We could see the following:

• Goroutines didn't increased so we should investigate / fix gouroutines for explorer (to create ticket)
• used memory keeps increasing so looking in deeper detail to the heap:

[enekofb]

Used memory keeps increasing so looking in deeper detail to the heap, what happens is:

• there are events that requires memory: likely to be related to the frequent operations that allocates memory
• memory is requested to the OS so the memory usage for wge increases
• memory is used in the heap during a period of time but not returned to the OS
• memory some remains idle and eventual will be released
• given that operation of moving OS <-> Process is a costly one we could see that ~0.5 GB difference

This is not necessarily an issue per se unless however to have a unbounded memory usage does not seems to be a memory pattern that we want to keep as for example question like

• how much memory do I require to run Weave Gitops or
• what are the limits i should use for WGE?

Potential actions

• do nothing: sets a minimum memory request of 1GB and limits of 2GB for cluster service and observe
• To increase metrics retention to see beyond 24hs (up to a week) to see how GC behaves
• To determine operations allocations memory and objs and see whether we could use memory more efficiently: reuse memory to avoid requesting more heap
• To Understand why GC / process does not release more memory

[enekofb]

Potential actions do nothing: sets a minimum memory request of 1GB and limits of 2GB for cluster service and observe

not acted

To increase metrics retention to see beyond 24hs (up to a week) to see how GC behaves

acted, set to 72hs

To determine operations allocations memory and objs and see whether we could use memory more efficiently: reuse memory to avoid requesting more heap

given allocations happens in the context of polling, have increased the polling frequency to a high number to see the effect in the allocations therefore in the memory

To Understand why GC / process does not release more memory gathering info about it:

• https://github.com/golang/go/issues/33376#issuecomment-537742789

[enekofb]

After applying https://github.com/weaveworks/weave-gitops/pull/3983/commits/d18dc14ffa827ff1e860989fd88a8e366448f70c

we could see the following

a clear impact in the memory usage (that is increasing at slower rate)

and allocations that have reduced.

We could also see now that the allocations are coming from the same method but from progressive delivery

Obs, the increase of the period has an impact on detecting changes but we need to understand what a balanced values is.

[enekofb]

Applied change to progressive delivery https://github.com/weaveworks/weave-gitops-enterprise/commit/083de2122927da96303d4c1e853aa330adab73c1

we could see the same trend:

• reduced the number of allocation
• reduced the memory usage in total
• heap shows a reduction in the allocations coming from watchCRDs

heap.zip

[enekofb]

Still unknown:

1. whether the latest changes help out with the unbounded memory growth: we need more data points.

Suggested Actions at the back of the latest understanding:

1. In order to have a single efficient maintained layer for cluster management: to ensure that all capabilities within weave gitops use the same cluster management logic: in this context, align progressive delivery to user weave gitops cluster management (likely we require to extract it as a library).
2. Review fetcher to make it more memory efficient
3. In case not, still memory unbounded, to create a follow-up issue to validate the hypothesis that in reality is not an issue but just that the runtime does not free memory as no other process requires it and it is an expensive operation to do.

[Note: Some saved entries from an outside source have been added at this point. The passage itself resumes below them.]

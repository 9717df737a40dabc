//! Game configuration
//!
//! Values come from defaults, then an optional TOML file, then command-line
//! overrides applied by the binary.

use std::fs;
use std::path::{Path, PathBuf};

use serde::{Deserialize, Serialize};

use crate::models::constants::{DEFAULT_BOARD_SIZE, FOUR_PROBABILITY, MIN_BOARD_SIZE, WIN_VALUE};
use crate::models::errors::{GameError, GameResult};

#[derive(Debug, Clone, PartialEq, Serialize, Deserialize)]
#[serde(default)]
pub struct GameConfig {
    /// Side length N of the square board.
    pub board_size: usize,
    /// Tile value that triggers the win event.
    pub win_value: u32,
    /// Probability that a spawned tile is a 4.
    pub four_probability: f64,
    /// RNG seed. A random seed is drawn when absent.
    #[serde(skip_serializing_if = "Option::is_none")]
    pub seed: Option<u64>,
    /// Path of the local best-score file.
    #[serde(skip_serializing_if = "Option::is_none")]
    pub store_path: Option<PathBuf>,
    /// Path of the shared (remote) score file backing the leaderboard.
    #[serde(skip_serializing_if = "Option::is_none")]
    pub remote_path: Option<PathBuf>,
    /// User identity scores are recorded under.
    #[serde(skip_serializing_if = "Option::is_none")]
    pub user: Option<String>,
    /// Leaderboard name. Defaults to the user identity.
    #[serde(skip_serializing_if = "Option::is_none")]
    pub display_name: Option<String>,
}

impl Default for GameConfig {
    fn default() -> Self {
        GameConfig {
            board_size: DEFAULT_BOARD_SIZE,
            win_value: WIN_VALUE,
            four_probability: FOUR_PROBABILITY,
            seed: None,
            store_path: None,
            remote_path: None,
            user: None,
            display_name: None,
        }
    }
}

impl GameConfig {
    pub fn from_toml(path: &Path) -> GameResult<Self> {
        let text = fs::read_to_string(path)?;
        Self::from_toml_str(&text)
    }

    pub fn from_toml_str(text: &str) -> GameResult<Self> {
        let config: GameConfig = toml::from_str(text)?;
        config.validate()?;
        Ok(config)
    }

    pub fn validate(&self) -> GameResult<()> {
        if self.board_size < MIN_BOARD_SIZE {
            return Err(GameError::InvalidConfig(format!(
                "board_size must be at least {}, got {}",
                MIN_BOARD_SIZE, self.board_size
            )));
        }
        if self.win_value < 4 || !self.win_value.is_power_of_two() {
            return Err(GameError::InvalidConfig(format!(
                "win_value must be a power of two >= 4, got {}",
                self.win_value
            )));
        }
        if !(0.0..=1.0).contains(&self.four_probability) {
            return Err(GameError::InvalidConfig(format!(
                "four_probability must be within [0, 1], got {}",
                self.four_probability
            )));
        }
        Ok(())
    }
}

#[cfg(test)]
mod tests {
    use super::*;

    #[test]
    fn defaults_are_classic_rules() {
        let config = GameConfig::default();
        assert_eq!(config.board_size, 4);
        assert_eq!(config.win_value, 2048);
        assert!((config.four_probability - 0.1).abs() < 1e-12);
        assert!(config.validate().is_ok());
    }

    #[test]
    fn partial_toml_keeps_defaults() {
        let config = GameConfig::from_toml_str("board_size = 5\nseed = 7\n").unwrap();
        assert_eq!(config.board_size, 5);
        assert_eq!(config.seed, Some(7));
        assert_eq!(config.win_value, 2048);
        assert_eq!(config.user, None);
    }

    #[test]
    fn rejects_out_of_range_values() {
        let cases = [
            "board_size = 1",
            "win_value = 1000",
            "win_value = 2",
            "four_probability = 1.5",
        ];
        for text in &cases {
            assert!(
                matches!(GameConfig::from_toml_str(text), Err(GameError::InvalidConfig(_))),
                "{} should be rejected",
                text
            );
        }
    }

    #[test]
    fn malformed_toml_is_a_parse_error() {
        assert!(matches!(
            GameConfig::from_toml_str("board_size = \"four\""),
            Err(GameError::ConfigParse(_))
        ));
    }

    #[test]
    fn loads_from_file() {
        let dir = tempfile::tempdir().unwrap();
        let path = dir.path().join("game.toml");
        fs::write(&path, "win_value = 512\nuser = \"ada\"\ndisplay_name = \"Ada L.\"\n").unwrap();
        let config = GameConfig::from_toml(&path).unwrap();
        assert_eq!(config.win_value, 512);
        assert_eq!(config.user.as_deref(), Some("ada"));
        assert_eq!(config.display_name.as_deref(), Some("Ada L."));
    }
}
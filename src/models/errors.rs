use std::io;

/// Game-specific error types
#[derive(Debug, thiserror::Error)]
pub enum GameError {
    /// Text that does not name one of the four cardinal directions
    #[error("invalid direction: {0:?}")]
    InvalidDirection(String),
    /// Configuration values outside their allowed range
    #[error("invalid configuration: {0}")]
    InvalidConfig(String),
    /// Configuration file could not be parsed
    #[error("config parse error: {0}")]
    ConfigParse(#[from] toml::de::Error),
    /// I/O error occurred
    #[error("I/O error: {0}")]
    Io(#[from] io::Error),
}

/// Type alias for Results using GameError
pub type GameResult<T> = Result<T, GameError>;

/// Failures reported by a score store. Never fatal to gameplay.
#[derive(Debug, thiserror::Error)]
pub enum StoreError {
    #[error("score store I/O error: {0}")]
    Io(#[from] io::Error),
    #[error("score store serialization error: {0}")]
    Serialization(#[from] serde_json::Error),
    #[error("score store unavailable: {0}")]
    Unavailable(String),
}

pub type StoreResult<T> = Result<T, StoreError>;
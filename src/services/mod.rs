//! Game services
//!
//! Slide/merge and spawn rules used by the engine, best-score
//! synchronisation, and the terminal game driver.

pub mod game;
pub mod movement;
pub mod scores;
pub mod spawn;
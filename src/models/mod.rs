//! Domain models
//!
//! This module contains the board, tile and direction types the engine
//! operates on. Models are pure data structures with minimal logic.

pub mod board;
pub mod constants;
pub mod direction;
pub mod errors;
pub mod position;
pub mod tile;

Add it as part of wge operations to set resource limits for WGE - this

[enekofb]

After 72hs of data we could see that memory heap usage follows a trend upwards at slower rate than before

with the following heap

heap.zip

[enekofb]

hypothesis to potentially follow up at the back of the previous and following graph:

a) reduce number of connections coming from watchClusters (which is the major contributor to in-use object -> live objects from the previous graph)

b) to see whether the number of connections are also increasing and in that case whether we could reuse over create

[enekofb]

a) reduce number of connections coming from watchClusters (which is the major contributor to in-use object -> live objects from the previous graph)

enabled cached clients https://github.com/weaveworks/clusters-config/commit/088964122aed3a6eed8ec6ff266c98a9448d8068

with the following looking:

that indicates that the feature end up in memory and goroutine leaks

And heap.zip that indicates that

50% of the memory comes from secrets

with the following call chain

as a result, it didn't help to address the original problem so reverting

[enekofb]

a) reduce number of connections coming from watchClusters (which is the major contributor to in-use object -> live objects from the previous graph)

given the following path of inuse objects

we disable flowControl to understand whether the leak comes from it

we could see an initial timewindow of 15 mins where the leaf clusters polling happens:

where we see that it results in an increase of heap memory (to be confirmed whether would be a trend to persist)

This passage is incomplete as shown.